Gardner Dozois & George Alec Effinger : Poison bleu
(Nightmare blue, 1975)
roman de Science-Fiction
- par ailleurs :
Puisque la rentrée s'annonce avec ses séquelles incertaines, pourquoi ne pas se réfugier dans la lecture d'un roman de vacances. Poison bleu aurait été, d'après la quatrième de couverture, l'un des livres de Science-Fiction préférés de William Burroughs — lui qui n'hésita jamais à en innerver ses propres œuvres —, ce qui excite l'appétit. C'est un texte travaillé à quatre mains par des écrivains dont l'association laisse rêveur. D'une part Gardner Dozois, tendance fiction spéculative noire et sophistiquée, anthologiste accompli, dix fois primé, de l'autre George Alec Effinger, humoriste allumé, nonchalant et astucieux, instinct cyber, que sa trilogie sur Marîd Audran plaça parmi les pionniers inspirés du thriller de SF. Le résultat évoque un roman populaire au troisième degré, faux serial où les auteurs s'observent pour mieux se piéger. Exercice d'autosuggestion littéraire où les deux compères jouent à se faire peur dans une surenchère de péripéties imaginatives entrecoupées de platitudes, quand ils ne pratiquent pas l'autodérision. Mais l'ensemble est vif et plein d'allant, se lit comme on boit un Saint-Véran à bonne température pour accompagner une salade de fruits de mer.

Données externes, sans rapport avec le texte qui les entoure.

//! DPI-aware window geometry.
//!
//! Hosts report displays in physical pixels; projection windows are placed
//! in logical units where one unit is one pixel at [`REFERENCE_DPI`].  The
//! size of a window is divided by the display's scale factor, but its
//! origin stays in the global virtual-desktop space.  Dividing the origin
//! too would pull windows on non-primary displays towards `(0, 0)` whenever
//! the displays use different scale factors.

use crate::command::DisplayInfo;
use serde::{Deserialize, Serialize};

/// DPI that corresponds to a scale factor of `1.0`.
pub const REFERENCE_DPI: f64 = 96.0;

/// An axis-aligned rectangle in logical units.
#[derive(Debug, Clone, Copy, PartialEq, Default, Serialize, Deserialize)]
pub struct Rect {
    pub x: f64,
    pub y: f64,
    pub width: f64,
    pub height: f64,
}

impl Rect {
    pub fn new(x: f64, y: f64, width: f64, height: f64) -> Self {
        Self {
            x,
            y,
            width,
            height,
        }
    }

    /// The same size, anchored at `(0, 0)`.
    pub fn local(&self) -> Self {
        Self::new(0.0, 0.0, self.width, self.height)
    }
}

/// Scale factor for a reported DPI.  Unknown or nonsensical values fall
/// back to `1.0`.
pub fn scale_factor(dpi: Option<f64>) -> f64 {
    match dpi {
        Some(dpi) if dpi.is_finite() && dpi > 0.0 => dpi / REFERENCE_DPI,
        _ => 1.0,
    }
}

/// Resolve the logical window geometry that covers `display`.
///
/// Size is scaled, origin is not.
pub fn resolve_window_geometry(display: &DisplayInfo) -> Rect {
    resolve_window_geometry_with(display, false)
}

/// Like [`resolve_window_geometry`], optionally dividing the origin by the
/// scale factor as well.  Some hosts position windows in per-display
/// logical space; `scale_origin` exists for those.
pub fn resolve_window_geometry_with(display: &DisplayInfo, scale_origin: bool) -> Rect {
    let scale = scale_factor(display.dpi);
    let (x, y) = if scale_origin {
        (display.x as f64 / scale, display.y as f64 / scale)
    } else {
        (display.x as f64, display.y as f64)
    };
    Rect {
        x,
        y,
        width: display.width as f64 / scale,
        height: display.height as f64 / scale,
    }
}
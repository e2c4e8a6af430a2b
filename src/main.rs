//! Entry point for the **spotcast** daemon.
//!
//! Spawns the Unix-socket command listener and the metadata worker on
//! background threads and runs the projection loop on the main thread.
//! Window and content events go to standard output as JSON lines; logs go
//! to standard error.

use spotcast::catalog::Catalog;
use spotcast::command::Command;
use spotcast::config::Config;
use spotcast::controller::{Controller, ControllerError};
use spotcast::feed::MetadataUpdate;
use spotcast::host::stdout::StdoutHost;
use spotcast::ipc::listener::UnixSocketListener;
use spotcast::projector::Projector;
use spotcast::traits::{CommandSource, ProjectionHost};
use log::{error, info, warn};
use std::sync::mpsc::{self, RecvTimeoutError};
use std::time::{Duration, Instant};

/// Upper bound on how long the loop blocks, so metadata results are
/// applied promptly even when no timer is due.
const MAX_WAIT: Duration = Duration::from_millis(500);

/// Default socket path for the command listener.
fn default_socket_path() -> String {
    let runtime = std::env::var("XDG_RUNTIME_DIR").unwrap_or_else(|_| "/tmp".into());
    format!("{}/spotcast.sock", runtime)
}

/// Resolve the config directory (`$XDG_CONFIG_HOME/spotcast`).
fn config_dir() -> std::path::PathBuf {
    let base = std::env::var("XDG_CONFIG_HOME").unwrap_or_else(|_| {
        let home = std::env::var("HOME").unwrap_or_else(|_| "/tmp".into());
        format!("{}/.config", home)
    });
    std::path::PathBuf::from(base).join("spotcast")
}

fn main() {
    env_logger::init();

    let config_path = config_dir().join("config.json");
    let config = Config::load_or_default(&config_path);

    let catalog_path = config.catalog_path(&config_dir());
    let catalog = match Catalog::load(&catalog_path) {
        Ok(catalog) => {
            info!("loaded {} spot(s) from {}", catalog.len(), catalog_path.display());
            catalog
        }
        Err(e) => {
            error!("{}; starting with an empty catalog", e);
            Catalog::default()
        }
    };

    let host = StdoutHost::new(config.display_source());
    match host.displays() {
        Ok(d) => info!("found {} display(s)", d.len()),
        Err(e) => warn!("failed to enumerate displays: {}", e),
    }

    let mut projector = Projector::new(host, config.projector_settings());
    let (meta_tx, meta_rx) = mpsc::channel::<MetadataUpdate>();
    if let Some(requests) = spawn_metadata_worker(&config, meta_tx) {
        projector.set_metadata_requests(requests);
    }

    let controller = Controller::new(projector, &catalog, config.feed.base_url.clone())
        .with_catalog_path(catalog_path)
        .with_config_path(config_path);

    let (cmd_tx, cmd_rx) = mpsc::channel::<Command>();
    spawn_command_sources(cmd_tx);

    run_loop(controller, cmd_rx, meta_rx);
}

//  Event loop

fn run_loop(
    mut controller: Controller<StdoutHost>,
    cmd_rx: mpsc::Receiver<Command>,
    meta_rx: mpsc::Receiver<MetadataUpdate>,
) {
    info!("spotcast running");
    loop {
        let wait = controller
            .next_deadline()
            .map(|due| due.saturating_duration_since(Instant::now()))
            .unwrap_or(MAX_WAIT)
            .min(MAX_WAIT);

        match cmd_rx.recv_timeout(wait) {
            Ok(cmd) => match controller.handle(cmd) {
                Ok(()) => {}
                Err(ControllerError::InvalidInput(message)) => warn!("{}", message),
                Err(e) => error!("command error: {}", e),
            },
            Err(RecvTimeoutError::Timeout) => {}
            Err(RecvTimeoutError::Disconnected) => break,
        }

        for update in meta_rx.try_iter() {
            controller.apply_metadata(update);
        }
        controller.poll();
    }
    info!("all command sources closed, exiting");
}

//  Helpers

fn spawn_command_sources(tx: mpsc::Sender<Command>) {
    let path = default_socket_path();
    std::thread::spawn(move || {
        let mut source = UnixSocketListener::new(&path);
        if let Err(e) = source.run(tx) {
            error!("socket listener error: {}", e);
        }
    });
}

#[cfg(feature = "http-feed")]
fn spawn_metadata_worker(
    config: &Config,
    results: mpsc::Sender<MetadataUpdate>,
) -> Option<mpsc::Sender<spotcast::command::SpotId>> {
    use spotcast::feed::client::HttpFeed;
    use spotcast::feed::worker::MetadataWorker;

    let feed = match HttpFeed::new(config.feed.base_url.clone()) {
        Ok(feed) => feed,
        Err(e) => {
            warn!("metadata fetching disabled: {}", e);
            return None;
        }
    };
    let (tx, rx) = mpsc::channel();
    MetadataWorker::new(feed).spawn(rx, results);
    Some(tx)
}

#[cfg(not(feature = "http-feed"))]
fn spawn_metadata_worker(
    _config: &Config,
    _results: mpsc::Sender<MetadataUpdate>,
) -> Option<mpsc::Sender<spotcast::command::SpotId>> {
    info!("built without `http-feed`, freshness captions disabled");
    None
}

Et surtout, Poison bleu offre des portraits d'extraterrestres sculptés dans la masse, vraisemblables et palpitants, ce qui se rencontre rarement. Par de discrets aperçus sur la société dont ils sont issus, quelques détails saisissants sur leurs mœurs, des révélations sur leur mentalité, Effinger et Dozois nous suggèrent l'existence d'êtres si différents que l'amateur de SF, dans le goût de la tradition libre, n'a plus qu'à se réjouir devant leur savoir-faire. Mieux, se passionner pour saisir dans l'intimité comment ces extraterrestres sont composés. Soit en amont une forte construction mentale qui permet de décliner les attitudes de ces créatures exceptionnelles face à n'importe quelle situation. Grâce au style qui peint si bien leur aspect physique, comment ils communiquent et se déplacent avec un réalisme ambigu, subtilement intrigant, souvent terrifiant. Que ce soient les Aensalords griffus, grands prédateurs qui menacent la Terre depuis l'enclave qu'ils ont obtenue en Allemagne en échange de leurs connaissances technologiques, ou Corcail Sendijen, télépathe mi-poulpe mi-homard qui va traquer ses adversaires de toujours jusque dans leur tanière abominable, les monstres d'Effinger et Dozois sont des cocktails Molotov pour l'imaginaire.
Pour le reste, sachez que le dernier détective de la planète, Karl Jaeger, super-héros désinvolte, est chargé par des personnages plus ou moins louches de débarrasser la Terre des Aensalords. D'où sa découverte du Poison bleu qui risque d'anéantir les Humains, et son alliance avec Corcail, détenteur de terribles secrets. Ceci dans une veine alerte, qui mêle les envolées métaphysiques, les idées saugrenues, les métaphores délirantes, avec quelques dialogues de remplissage que compensent de jolis effets de machine à écrire.